Ее родители, внешне суровые люди, на такое заявление дочери отреагировали спокойно. Вечер знакомства прошел за какой-то бестемной и простой болтовней, за хорошим ужином и бутылкой вина. В основном родители вспоминали романтику первых лет совместной жизни. Рассказывал отец Виорики, и Саша внимательно следил за тем, как его жена время от времени незаметно дергает его за рукав, когда он, по ее мнению, касался очень интимных тем, которые не стоило обсуждать в компании малознакомого человека. Еще до начала рассказа Александр понял, что их знакомство мало чем отличалось от его с Викторией.
— …я, значит, вхожу в кабинет, как положено — в одних плавках. Они все сидят за таким длинным столом. Все каменные от серьезности и меловые в своих халатах. Ты представляешь эту ситуацию? Что может чувствовать мужчина в такие моменты — ты, как человек военный, переживший не одну медкомиссию, понимаешь. Всю ситуацию усугубляет одно обстоятельство: в комиссии одна женщина — чертовски красивая, а глаза у нее из чистой лазури! Врачи о чем-то спрашивают меня, но я ничего не понимаю! Все мое внимание в этих глазах. Я весь в них! Околдован и опьянен этим божественным совершенством. Наверное, их особо заинтересовали мои бредовые ответы. Они стали шушукаться между собой, и, видя это, я с трудом прихожу в себя, и в панику: долгожданная командировка в Эфиопию вот-вот может сорваться, и из-за чего — из-за какой-то пары волшебных глаз, которую мне никогда не целовать?! Оказалось же, на самом деле, их заинтересовал мой недавний перелом руки. Решили еще раз проверить. Эта богиня встает, идет к дверям и приказывает мне следовать за нею. Покорно иду. Входим в рентгенкабинет, но вместо того, чтобы заниматься снимками, попадаю в объятия этой красавицы! Я вообще потерял рассудок!.. Она спрашивает меня: "Игорь Борисович, вы женитесь на мне?" И сверлит светом своих глаз. Да, я согласен, готов, но не могу сказать об этом и начинаю рассказывать, где и при каких обстоятельствах получил травму. Одним словом — стою перед нею дурак дураком! Она дает мне пощечину, приводит в чувство и…
Мать Виорики прервала его рассказ уже известным способом и добавила, скрывая улыбку:
— В тот же день мы подали заявление. А через месяц я уже вовсю жарился под африканским солнцем, и не мог более думать ни о чем, как о своей жене.
Он привлек ее к себе и поцеловал с нежностью в висок.
— Многие говорят, что Вика очень похожа на мать. Не только внешне.
Виорика и он рассмеялись. Не поддержали их только слегка покрасневшие от воспоминаний Галина Алексеевна и Александр.
Потом мать с дочерью остались в номере пансионата, а мужчины решили пройтись по свежему вечернему воздуху. Игорь Борисович пригласил Александра выпить в его компании пива. Бар на берегу с открытой площадкой обдувался ленивым бризом. Где-то рядом дышало сонным прибоем озеро.

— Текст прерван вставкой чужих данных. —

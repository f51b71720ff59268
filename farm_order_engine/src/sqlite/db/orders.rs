use chrono::{NaiveDate, Utc};
use farm_common::MinorUnits;
use log::{debug, trace};
use sqlx::SqliteConnection;

use crate::{
    db_types::{NewOrder, NewOrderItem, Order, OrderItem, OrderNumber, OrderStatusType},
    sqlite::db::{amendments, inventory},
    traits::LifecycleError,
};

/// Inserts a new order row. This is not atomic with anything else. Embed the call inside a transaction, and pass
/// `&mut *tx` as the connection argument, if you need that.
pub async fn insert_order(order: &NewOrder, conn: &mut SqliteConnection) -> Result<Order, LifecycleError> {
    let discount = &order.discount;
    let base_total = order.deposit_amount + order.remainder_amount;
    let result = sqlx::query_as(
        r#"
            INSERT INTO orders (
                order_number,
                customer_ref,
                product_line,
                delivery_method,
                fresh,
                delivery_week,
                fulfillment_date,
                subtotal,
                delivery_fee,
                extras_total,
                discount_kind,
                discount_code,
                discount_amount,
                base_total,
                amendments_total,
                deposit_amount,
                remainder_amount,
                total_amount,
                remainder_due_date,
                status
            ) VALUES ($1, $2, $3, $4, $5, $6, $7, $8, $9, $10, $11, $12, $13, $14, 0, $15, $16, $17, $18, 'draft')
            RETURNING *;
        "#,
    )
    .bind(order.order_number.as_str())
    .bind(&order.customer_ref)
    .bind(order.product_line.to_string())
    .bind(&order.delivery_method)
    .bind(order.fresh)
    .bind(&order.delivery_week)
    .bind(order.fulfillment_date)
    .bind(order.subtotal)
    .bind(order.delivery_fee)
    .bind(order.extras_total)
    .bind(discount.kind().map(|k| k.to_string()))
    .bind(discount.code())
    .bind(discount.amount())
    .bind(base_total)
    .bind(order.deposit_amount)
    .bind(order.remainder_amount)
    .bind(order.total_amount)
    .bind(order.remainder_due_date)
    .fetch_one(conn)
    .await;
    match result {
        Ok(order) => Ok(order),
        Err(sqlx::Error::Database(e)) if e.is_unique_violation() => {
            Err(LifecycleError::OrderNumberCollision(order.order_number.clone()))
        },
        Err(e) => Err(e.into()),
    }
}

pub async fn insert_item(order_id: i64, item: &NewOrderItem, conn: &mut SqliteConnection) -> Result<(), sqlx::Error> {
    sqlx::query(
        r#"
            INSERT INTO order_items (order_id, kind, product_code, inventory_unit_id, quantity, unit_price, subtotal)
            VALUES ($1, $2, $3, $4, $5, $6, $7);
        "#,
    )
    .bind(order_id)
    .bind(item.kind.to_string())
    .bind(&item.product_code)
    .bind(item.inventory_unit_id)
    .bind(item.quantity)
    .bind(item.unit_price)
    .bind(item.subtotal)
    .execute(conn)
    .await?;
    Ok(())
}

pub async fn fetch_order_by_number(
    order_number: &OrderNumber,
    conn: &mut SqliteConnection,
) -> Result<Option<Order>, sqlx::Error> {
    sqlx::query_as("SELECT * FROM orders WHERE order_number = $1")
        .bind(order_number.as_str())
        .fetch_optional(conn)
        .await
}

pub async fn fetch_order_by_id(id: i64, conn: &mut SqliteConnection) -> Result<Option<Order>, sqlx::Error> {
    sqlx::query_as("SELECT * FROM orders WHERE id = $1").bind(id).fetch_optional(conn).await
}

pub async fn fetch_items(order_id: i64, conn: &mut SqliteConnection) -> Result<Vec<OrderItem>, sqlx::Error> {
    sqlx::query_as("SELECT * FROM order_items WHERE order_id = $1 ORDER BY id ASC").bind(order_id).fetch_all(conn).await
}

/// Bumps the order version, provided it still equals `expected_version`. This is the first write of every
/// order-modifying transaction, so it also takes SQLite's write lock before anything is read.
pub async fn claim_version(
    order_id: i64,
    expected_version: i64,
    conn: &mut SqliteConnection,
) -> Result<Order, LifecycleError> {
    let result: Option<Order> = sqlx::query_as(
        "UPDATE orders SET version = version + 1, updated_at = CURRENT_TIMESTAMP WHERE id = $1 AND version = $2 \
         RETURNING *",
    )
    .bind(order_id)
    .bind(expected_version)
    .fetch_optional(&mut *conn)
    .await?;
    match result {
        Some(order) => Ok(order),
        None => match fetch_order_by_id(order_id, conn).await? {
            Some(order) => {
                debug!("🗃️ Order {} is at version {}, not {expected_version}", order.order_number, order.version);
                Err(LifecycleError::ConcurrentModification(order.order_number))
            },
            None => Err(LifecycleError::OrderNotFound(format!("#{order_id}"))),
        },
    }
}

/// Stores new totals after an amendment. The remainder absorbs the whole change, and never goes below zero. An
/// order that had nothing left to pay and now owes a remainder takes `due_date` as its remainder due date.
pub async fn update_totals(
    order_id: i64,
    amendments_total: MinorUnits,
    due_date: NaiveDate,
    conn: &mut SqliteConnection,
) -> Result<Order, LifecycleError> {
    let result: Option<Order> = sqlx::query_as(
        r#"
            UPDATE orders SET
                amendments_total = $1,
                total_amount = base_total + $1,
                remainder_amount = MAX(0, base_total + $1 - deposit_amount),
                remainder_due_date = CASE
                    WHEN remainder_due_date IS NULL AND base_total + $1 > deposit_amount THEN $3
                    ELSE remainder_due_date
                END,
                updated_at = CURRENT_TIMESTAMP
            WHERE id = $2
            RETURNING *;
        "#,
    )
    .bind(amendments_total)
    .bind(order_id)
    .bind(due_date)
    .fetch_optional(conn)
    .await?;
    result.ok_or_else(|| LifecycleError::OrderNotFound(format!("#{order_id}")))
}

/// Switches the delivery method and swaps the old delivery fee out of the checkout total for `delivery_fee`. Every
/// right-hand side reads the row as it was before the update.
pub async fn update_delivery(
    order_id: i64,
    delivery_method: &str,
    delivery_fee: MinorUnits,
    due_date: NaiveDate,
    conn: &mut SqliteConnection,
) -> Result<Order, LifecycleError> {
    let result: Option<Order> = sqlx::query_as(
        r#"
            UPDATE orders SET
                delivery_method = $1,
                delivery_fee = $2,
                base_total = base_total - delivery_fee + $2,
                total_amount = base_total - delivery_fee + $2 + amendments_total,
                remainder_amount = MAX(0, base_total - delivery_fee + $2 + amendments_total - deposit_amount),
                remainder_due_date = CASE
                    WHEN remainder_due_date IS NULL
                        AND base_total - delivery_fee + $2 + amendments_total > deposit_amount THEN $3
                    ELSE remainder_due_date
                END,
                updated_at = CURRENT_TIMESTAMP
            WHERE id = $4
            RETURNING *;
        "#,
    )
    .bind(delivery_method)
    .bind(delivery_fee)
    .bind(due_date)
    .bind(order_id)
    .fetch_optional(conn)
    .await?;
    result.ok_or_else(|| LifecycleError::OrderNotFound(format!("#{order_id}")))
}

pub async fn update_status(
    order_id: i64,
    status: OrderStatusType,
    conn: &mut SqliteConnection,
) -> Result<Order, LifecycleError> {
    let result: Option<Order> =
        sqlx::query_as("UPDATE orders SET status = $1, updated_at = CURRENT_TIMESTAMP WHERE id = $2 RETURNING *")
            .bind(status.to_string())
            .bind(order_id)
            .fetch_optional(conn)
            .await?;
    result.ok_or_else(|| LifecycleError::OrderNotFound(format!("#{order_id}")))
}

pub async fn set_manual_status(
    order_id: i64,
    status: OrderStatusType,
    reason: &str,
    conn: &mut SqliteConnection,
) -> Result<Order, LifecycleError> {
    let result: Option<Order> = sqlx::query_as(
        "UPDATE orders SET status = $1, manual_status = $1, status_reason = $2, updated_at = CURRENT_TIMESTAMP WHERE \
         id = $3 RETURNING *",
    )
    .bind(status.to_string())
    .bind(reason)
    .bind(order_id)
    .fetch_optional(conn)
    .await?;
    result.ok_or_else(|| LifecycleError::OrderNotFound(format!("#{order_id}")))
}

pub async fn set_locked(order_id: i64, locked: bool, conn: &mut SqliteConnection) -> Result<Order, LifecycleError> {
    let locked_at = locked.then(Utc::now);
    let result: Option<Order> = sqlx::query_as(
        "UPDATE orders SET locked_at = $1, updated_at = CURRENT_TIMESTAMP WHERE id = $2 RETURNING *",
    )
    .bind(locked_at)
    .bind(order_id)
    .fetch_optional(conn)
    .await?;
    result.ok_or_else(|| LifecycleError::OrderNotFound(format!("#{order_id}")))
}

/// Marks the order as forfeited if it still qualifies. The conditions are re-checked in the `WHERE` clause, so
/// concurrent or repeated sweeps forfeit an order exactly once.
pub async fn forfeit_if_overdue(
    order_id: i64,
    today: NaiveDate,
    reason: &str,
    conn: &mut SqliteConnection,
) -> Result<Option<Order>, sqlx::Error> {
    sqlx::query_as(
        r#"
            UPDATE orders SET
                status = 'forfeited',
                manual_status = 'forfeited',
                status_reason = $1,
                version = version + 1,
                updated_at = CURRENT_TIMESTAMP
            WHERE id = $2
                AND status = 'deposit_paid'
                AND manual_status IS NULL
                AND locked_at IS NULL
                AND remainder_due_date IS NOT NULL
                AND remainder_due_date < $3
            RETURNING *;
        "#,
    )
    .bind(reason)
    .bind(order_id)
    .bind(today)
    .fetch_optional(conn)
    .await
}

pub async fn fetch_overdue(today: NaiveDate, conn: &mut SqliteConnection) -> Result<Vec<Order>, sqlx::Error> {
    sqlx::query_as(
        r#"
            SELECT * FROM orders
            WHERE status = 'deposit_paid'
                AND manual_status IS NULL
                AND locked_at IS NULL
                AND remainder_due_date IS NOT NULL
                AND remainder_due_date < $1
            ORDER BY remainder_due_date ASC, id ASC;
        "#,
    )
    .bind(today)
    .fetch_all(conn)
    .await
}

pub async fn fetch_due_within(
    today: NaiveDate,
    horizon: NaiveDate,
    conn: &mut SqliteConnection,
) -> Result<Vec<Order>, sqlx::Error> {
    sqlx::query_as(
        r#"
            SELECT * FROM orders
            WHERE status = 'deposit_paid'
                AND remainder_due_date IS NOT NULL
                AND remainder_due_date >= $1
                AND remainder_due_date <= $2
            ORDER BY remainder_due_date ASC, id ASC;
        "#,
    )
    .bind(today)
    .bind(horizon)
    .fetch_all(conn)
    .await
}

pub async fn fetch_fulfilled_between(
    from: NaiveDate,
    to: NaiveDate,
    conn: &mut SqliteConnection,
) -> Result<Vec<Order>, sqlx::Error> {
    sqlx::query_as(
        r#"
            SELECT * FROM orders
            WHERE status IN ('fully_paid', 'ready_for_pickup')
                AND fulfillment_date >= $1
                AND fulfillment_date <= $2
            ORDER BY fulfillment_date ASC, id ASC;
        "#,
    )
    .bind(from)
    .bind(to)
    .fetch_all(conn)
    .await
}

/// Releases every reservation held by the order: its checkout line items and all of its amendments.
pub async fn release_order_inventory(order_id: i64, conn: &mut SqliteConnection) -> Result<(), LifecycleError> {
    let mut held: Vec<(i64, i64)> = fetch_items(order_id, conn)
        .await?
        .into_iter()
        .filter_map(|item| item.inventory_unit_id.map(|unit| (unit, item.quantity)))
        .collect();
    held.extend(
        amendments::fetch_for_order(order_id, conn)
            .await?
            .into_iter()
            .filter_map(|a| a.inventory_unit_id.map(|unit| (unit, a.quantity))),
    );
    held.sort_by_key(|(unit, _)| *unit);
    for (unit, quantity) in held {
        inventory::release(unit, quantity, conn).await?;
    }
    trace!("🗃️ All inventory for order #{order_id} has been released");
    Ok(())
}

— Ты скоро уезжаешь на Балканы? — спросил Игорь Борисович.
— Через несколько дней. Сразу после отпуска.
— Там неспокойно.
— Не думаю, что что-то ужасное ждет меня там. Обыкновенная, как и прежде служба.
— Не говори так. Ты молод и самоуверен. Не думай, что я тебя пугаю, просто предостерегаю. Я, слава богу, не знал, что такое война, но от отца, который пересказывал мне воспоминания деда, могу представить все ее "прелести". Она — это спрессованное людское горе. Виорика рассказывала, что ты военный инженер. Будешь дороги и мосты строить?
— Нет, моя работа, к счастью, не такая прозаическая. Моя задача там — обезвреживать мины, снаряды, ракеты, и все тому подобное…
— Тем более будь осторожен. Моя дочь не могла ошибиться в своем выборе. Если она полюбила — значит, хорошего человека. Теперь ты мне за сына, и поверь, что буду беспокоиться не меньше, чем за Викторию. Помни, что наш род, кровь рода Ерошенко, всегда славилась своей верностью, чувством долга и безграничной любовью к своим избранникам. Если кого полюбим, так сразу и на века. Ты меня понял?
— Да, Игорь Борисович. Вы тоже не должны сомневаться. Я очень люблю Виорику.
Игорь Борисович обнял его за плечи и тепло улыбнулся.
— Эти слова прибереги для нее, а я и так все хорошо вижу.
Через пять дней Александр с эшелоном отбывал на Балканы. На платформах стояла военная техника, выкрашенная в небесный цвет и помеченная значками и надписями "UN"[2].